According to the Iranian press, Fakhrizadeh died in the hospital after his car was shot by several snipers. No one has so far claimed responsibility for the attack.

Fakhrizadeh led the so-called Amad, or Esperança program. Israel and the West claimed that this military operation was aimed at knowing the feasibility of building nuclear weapons, but Tehran has always claimed that the program was peaceful. According to the International Atomic Energy Agency (Aiea), the program ended in the early 2000s.

Israel Silent

Israeli Prime Minister Benjamin Netanyahu’s office said it would not comment on the attack. The Iranian press recalled that Netanyahu once quoted Fakhrizadeh’s name at a press conference in 2018. In accusing Tehran of continuing to search for nuclear weapons, the premier said: “Remember that name, Fakhrizadeh”.
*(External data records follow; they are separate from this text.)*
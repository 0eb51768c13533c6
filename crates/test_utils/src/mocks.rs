//! Mock collaborators
//!
//! Port implementations with canned results or forced failures, plus an
//! in-memory claim store for pipeline and API tests.

use async_trait::async_trait;
use std::collections::HashMap;
use std::sync::Mutex;

use core_kernel::{ClaimId, DomainPort, PortError};
use domain_claims::{
    Claim, ClaimArtifacts, ClaimFilter, ClaimState, ClaimStore, ExplanationGenerator,
    ExplanationRecord, ExplanationRequest, ImageAnalyzer, ImageFindings, KeywordExtraction,
    KeywordExtractor, PredictionOutcome, SectionMap, SurveyRecord, TabularPredictor,
};

/// Image analyzer returning fixed findings, or failing on demand
pub struct MockImageAnalyzer {
    findings: ImageFindings,
    fail: bool,
}

impl MockImageAnalyzer {
    pub fn returning(findings: ImageFindings) -> Self {
        Self {
            findings,
            fail: false,
        }
    }

    pub fn failing() -> Self {
        Self {
            findings: ImageFindings::default(),
            fail: true,
        }
    }
}

impl DomainPort for MockImageAnalyzer {}

#[async_trait]
impl ImageAnalyzer for MockImageAnalyzer {
    async fn analyze(&self, _image_refs: &[String]) -> Result<ImageFindings, PortError> {
        if self.fail {
            return Err(PortError::connection("image model offline"));
        }
        Ok(self.findings.clone())
    }
}

/// Keyword extractor returning a fixed extraction, or failing on demand
pub struct MockKeywordExtractor {
    extraction: KeywordExtraction,
    fail: bool,
}

impl MockKeywordExtractor {
    pub fn returning(keywords: &[&str]) -> Self {
        Self {
            extraction: KeywordExtraction {
                incident_type: "collision".to_string(),
                damage_severity: "moderate".to_string(),
                keywords: keywords.iter().map(|k| k.to_string()).collect(),
            },
            fail: false,
        }
    }

    pub fn failing() -> Self {
        Self {
            extraction: KeywordExtraction::default(),
            fail: true,
        }
    }
}

impl DomainPort for MockKeywordExtractor {}

#[async_trait]
impl KeywordExtractor for MockKeywordExtractor {
    async fn extract(&self, _description: &str) -> Result<KeywordExtraction, PortError> {
        if self.fail {
            return Err(PortError::timeout("extract_keywords", 120_000));
        }
        Ok(self.extraction.clone())
    }
}

/// Tabular predictor with a fixed outcome, or failing on demand
pub struct MockTabularPredictor {
    outcome: Option<PredictionOutcome>,
}

impl MockTabularPredictor {
    pub fn scored(prediction: &str, probability: f64) -> Self {
        Self {
            outcome: Some(PredictionOutcome::Scored {
                prediction: prediction.to_string(),
                probability,
            }),
        }
    }

    pub fn missing_fields(required: &[&str], missing: &[&str]) -> Self {
        Self {
            outcome: Some(PredictionOutcome::MissingFields {
                required: required.iter().map(|f| f.to_string()).collect(),
                missing: missing.iter().map(|f| f.to_string()).collect(),
            }),
        }
    }

    pub fn failing() -> Self {
        Self { outcome: None }
    }
}

impl DomainPort for MockTabularPredictor {}

#[async_trait]
impl TabularPredictor for MockTabularPredictor {
    async fn predict(&self, _features: &SectionMap) -> Result<PredictionOutcome, PortError> {
        self.outcome
            .clone()
            .ok_or_else(|| PortError::connection("tabular model offline"))
    }
}

/// Explanation generator echoing its inputs, or failing on demand
pub struct MockExplanationGenerator {
    fail: bool,
}

impl MockExplanationGenerator {
    pub fn new() -> Self {
        Self { fail: false }
    }

    pub fn failing() -> Self {
        Self { fail: true }
    }
}

impl Default for MockExplanationGenerator {
    fn default() -> Self {
        Self::new()
    }
}

impl DomainPort for MockExplanationGenerator {}

#[async_trait]
impl ExplanationGenerator for MockExplanationGenerator {
    async fn explain(&self, request: ExplanationRequest<'_>) -> Result<String, PortError> {
        if self.fail {
            return Err(PortError::ServiceUnavailable {
                service: "ollama".to_string(),
            });
        }
        Ok(format!(
            "Assessment for {}/{}: {}",
            request.insurer,
            request.policy_category,
            request.reasons.join("; ")
        ))
    }
}

#[derive(Default)]
struct StoreState {
    claims: HashMap<ClaimId, Claim>,
    artifacts: HashMap<ClaimId, ClaimArtifacts>,
}

/// In-memory claim store with optional forced failures
#[derive(Default)]
pub struct InMemoryClaimStore {
    state: Mutex<StoreState>,
    fail_create: bool,
    fail_finalize: bool,
}

impl InMemoryClaimStore {
    pub fn new() -> Self {
        Self::default()
    }

    pub fn failing_create() -> Self {
        Self {
            fail_create: true,
            ..Self::default()
        }
    }

    pub fn failing_finalize() -> Self {
        Self {
            fail_finalize: true,
            ..Self::default()
        }
    }

    /// Current state of a stored claim, for assertions
    pub fn claim_state(&self, claim_id: ClaimId) -> Option<ClaimState> {
        self.state
            .lock()
            .unwrap()
            .claims
            .get(&claim_id)
            .map(|c| c.state)
    }

    /// Persisted artifacts for a claim, for assertions
    pub fn stored_artifacts(&self, claim_id: ClaimId) -> Option<ClaimArtifacts> {
        self.state
            .lock()
            .unwrap()
            .artifacts
            .get(&claim_id)
            .cloned()
    }
}

impl DomainPort for InMemoryClaimStore {}

#[async_trait]
impl ClaimStore for InMemoryClaimStore {
    async fn create_processing(&self, claim: &Claim) -> Result<(), PortError> {
        if self.fail_create {
            return Err(PortError::connection("database unavailable"));
        }
        self.state
            .lock()
            .unwrap()
            .claims
            .insert(claim.id, claim.clone());
        Ok(())
    }

    async fn finalize(
        &self,
        claim_id: ClaimId,
        artifacts: &ClaimArtifacts,
    ) -> Result<(), PortError> {
        if self.fail_finalize {
            return Err(PortError::connection("database unavailable"));
        }
        let mut state = self.state.lock().unwrap();
        let claim = state
            .claims
            .get_mut(&claim_id)
            .ok_or_else(|| PortError::not_found("Claim", claim_id))?;
        claim
            .finalize(&artifacts.decision)
            .map_err(|e| PortError::internal(e.to_string()))?;
        state.artifacts.insert(claim_id, artifacts.clone());
        Ok(())
    }

    async fn mark_error(&self, claim_id: ClaimId) -> Result<(), PortError> {
        let mut state = self.state.lock().unwrap();
        if let Some(claim) = state.claims.get_mut(&claim_id) {
            claim.mark_error();
        }
        Ok(())
    }

    async fn get(&self, claim_id: ClaimId) -> Result<Claim, PortError> {
        self.state
            .lock()
            .unwrap()
            .claims
            .get(&claim_id)
            .cloned()
            .ok_or_else(|| PortError::not_found("Claim", claim_id))
    }

    async fn list(&self, filter: &ClaimFilter) -> Result<Vec<Claim>, PortError> {
        let state = self.state.lock().unwrap();
        let mut claims: Vec<Claim> = state
            .claims
            .values()
            .filter(|c| {
                filter
                    .insurer
                    .as_ref()
                    .map(|insurer| &c.insurer == insurer)
                    .unwrap_or(true)
            })
            .filter(|c| {
                filter
                    .user_id
                    .map(|user| c.user_id == Some(user))
                    .unwrap_or(true)
            })
            .cloned()
            .collect();
        claims.sort_by(|a, b| b.created_at.cmp(&a.created_at));
        claims.truncate(filter.limit.unwrap_or(100) as usize);
        Ok(claims)
    }

    async fn latest_survey(&self, claim_id: ClaimId) -> Result<Option<SurveyRecord>, PortError> {
        Ok(self
            .state
            .lock()
            .unwrap()
            .artifacts
            .get(&claim_id)
            .map(|a| a.survey.clone()))
    }

    async fn latest_explanation(
        &self,
        claim_id: ClaimId,
    ) -> Result<Option<ExplanationRecord>, PortError> {
        Ok(self
            .state
            .lock()
            .unwrap()
            .artifacts
            .get(&claim_id)
            .map(|a| a.explanation.clone()))
    }
}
“The Iranian nation is smarter and wiser than to fall in the Zionist trap,” said Rouhani who added that they are thinking of creating chaos, but they must know that Iran has already seen their intentions and as such, they won’t be successful.

Rohani promised that the specialist’s death “will not disturb” the country’s scientific advances and considered that his murder was due to the “inability” of Iran’s enemies to prevent its development. “The enemies of Iran should know that the bravery of the Iranian people and officials is such that this criminal act will not remain without consequences”, said Rohani, at a weekly meeting dedicated to fighting the coronavirus pandemic.

Students set fire to a US and an Israeli flag at a demonstration against the killing in Tehran.

Shortly afterwards, the supreme Iranian leader, Ayatollah Ali Khamenei, called for “punishment” for those responsible for the crime and for the “scientific and technical effort of the martyr to be continued in all areas in which he worked.”

Tension with USA

The scientist’s assassination could trigger an increase in tension between Tehran and Washington in the final weeks of Donald Trump’s presidency 1st term. 

Joe Biden, has promised to resume ties with Iran through diplomacy if he is sworn in as the next president, after four years of Trump’s aggressive stance on the nation.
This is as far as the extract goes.